Confounding Example Mothers with high BMI have a strong correlation with daughters with high BMI. Gene inheritance no doubt explains part of the association between BMI of daughters and their mothers, but can we use r or r squared to say how much inheritance contributes to the daugthers BMIs? No! Mothers who are overweight also set an example of little exercise, poor eating habits, and lots of television so their daughters pick up these habits to some extent, so the influence of heredity is mixed up with influences from the girls environment. The mixing of influences is what we call confounding.

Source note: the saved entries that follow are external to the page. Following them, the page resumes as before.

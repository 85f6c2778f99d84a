//! Audio devices: microphone input, speaker output, rate conversion.
//!
//! # Design constraints
//!
//! Device callbacks run on OS audio threads at elevated priority. They
//! **must not** allocate on the steady-state path, block on a contended
//! lock, or perform I/O. Input callbacks satisfy this by writing into an
//! SPSC ring producer (`buffering::FrameProducer`); the output callback
//! reads from a pre-filled buffer and signals completion with a
//! non-blocking `try_send`.
//!
//! # Threading note
//!
//! `cpal::Stream` is `!Send` on most platforms (COM on Windows, CoreAudio
//! on macOS). Each cpal stream is therefore created, owned and dropped on
//! its own dedicated thread; the handles returned here only hold a release
//! channel and the thread's `JoinHandle`.

pub mod device;
pub mod input;
pub mod output;
pub mod resample;
pub mod wav;

use std::sync::{atomic::AtomicBool, Arc};

use serde::{Deserialize, Serialize};

use crate::{buffering::FrameProducer, error::Result};

pub use output::{EndedCallback, OutputContext, OutputDevice, PlaybackBuffer};

#[cfg(feature = "audio-cpal")]
pub use input::CpalInput;
#[cfg(feature = "audio-cpal")]
pub use output::CpalOutput;
pub use wav::WavInput;

/// Requested microphone processing and device selection.
///
/// The voice-processing flags are hints: backends that cannot honour them
/// capture raw input and say so at `debug` level.
#[derive(Debug, Clone, PartialEq, Eq, Serialize, Deserialize)]
#[serde(rename_all = "camelCase")]
#[serde(default)]
pub struct CaptureConstraints {
    pub echo_cancellation: bool,
    pub noise_suppression: bool,
    pub auto_gain_control: bool,
    /// Input device name; `None` selects the system default.
    pub preferred_device: Option<String>,
}

impl Default for CaptureConstraints {
    fn default() -> Self {
        Self {
            echo_cancellation: true,
            noise_suppression: true,
            auto_gain_control: true,
            preferred_device: None,
        }
    }
}

/// A source of microphone audio.
pub trait InputDevice: Send + Sync + 'static {
    /// Fail with `DuplexError::Capability` when this backend cannot work at
    /// all on the current system. Called before any device is touched.
    fn check_support(&self) -> Result<()> {
        Ok(())
    }

    /// Acquire the microphone.
    ///
    /// Mono f32 samples are pushed into `producer` at the device's native
    /// rate for as long as `connected` is set; while it is clear, captured
    /// audio is discarded but the device stays open.
    ///
    /// May block (permission prompts, driver start-up); callers run it on a
    /// blocking thread.
    fn open(
        &self,
        constraints: &CaptureConstraints,
        producer: FrameProducer,
        connected: Arc<AtomicBool>,
    ) -> Result<Box<dyn InputStream>>;
}

/// An open microphone stream.
pub trait InputStream: Send {
    /// Native capture rate in Hz.
    fn sample_rate(&self) -> u32;

    /// Release the microphone.
    fn close(self: Box<Self>);
}
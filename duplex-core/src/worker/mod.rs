//! Engine workers.
//!
//! Each engine lives on its own OS thread and is reachable only through the
//! typed messages in `ipc::protocol`: requests arrive on a
//! `crossbeam_channel::Receiver`, replies leave on a tokio unbounded sender
//! so the owning proxy can await them. The engine is built on the worker
//! thread and dropped there.

pub mod recognizer;
pub mod synthesizer;

use std::thread::JoinHandle;

use tokio::sync::mpsc::UnboundedReceiver;
use tracing::debug;

use crate::error::{DuplexError, Result};
use crate::ipc::protocol::HandshakeReply;

/// Spawn a named engine thread.
pub(crate) fn spawn<F>(name: &str, body: F) -> Result<JoinHandle<()>>
where
    F: FnOnce() + Send + 'static,
{
    std::thread::Builder::new()
        .name(name.to_string())
        .spawn(body)
        .map_err(|e| DuplexError::Initialization(format!("failed to spawn {name}: {e}")))
}

/// Wait for the worker's answer to `Init`.
///
/// Returns the ready reply, or the worker's error message. A worker that
/// hangs up first is reported as a transport failure.
pub(crate) async fn await_handshake<R: HandshakeReply>(
    replies: &mut UnboundedReceiver<R>,
) -> std::result::Result<R, String> {
    while let Some(reply) = replies.recv().await {
        match reply.handshake() {
            Some(Ok(())) => return Ok(reply),
            Some(Err(message)) => return Err(message),
            None => debug!("ignoring reply received before handshake"),
        }
    }
    Err("worker exited before completing initialization".into())
}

Examples 4.41: There is a high positive correlation: nations with many TV sets have higher life expectancies. Could we lengthen the life of people in Rwanda by shipping them TVs? 4.42: People who use artificial sweeteners in place of sugar tend to be heavier than people who use sugar. Does artificial sweetener use cause weight gain? 4.43: Women who work in the production of computer chips have abnormally high numbers of miscarriages. The union claimed chemicals cause the miscarriages. Another explanation may be the fact these workers spend a lot of time on their feet.
cont. 4.44: People with two cars tend to live longer than people who own only one car. Owning three cars is even better, and so on. What might explain the association? 4.45: Children who watch many hours of TV get lower grades on average than those who watch less TV. Why does this fact not show that watching TV causes low grades?
Cont. 4.46: Data show that married men (and men who are divorced or widowed) earn more than men who have never been married. If you want to make more money, should you get married? 4.47: High school students who take the SAT, enroll in an SAT coaching course, and take the SAT again raise their mathematics score from an average of 521 to 561. Can this increase be attributed entirely to taking the course?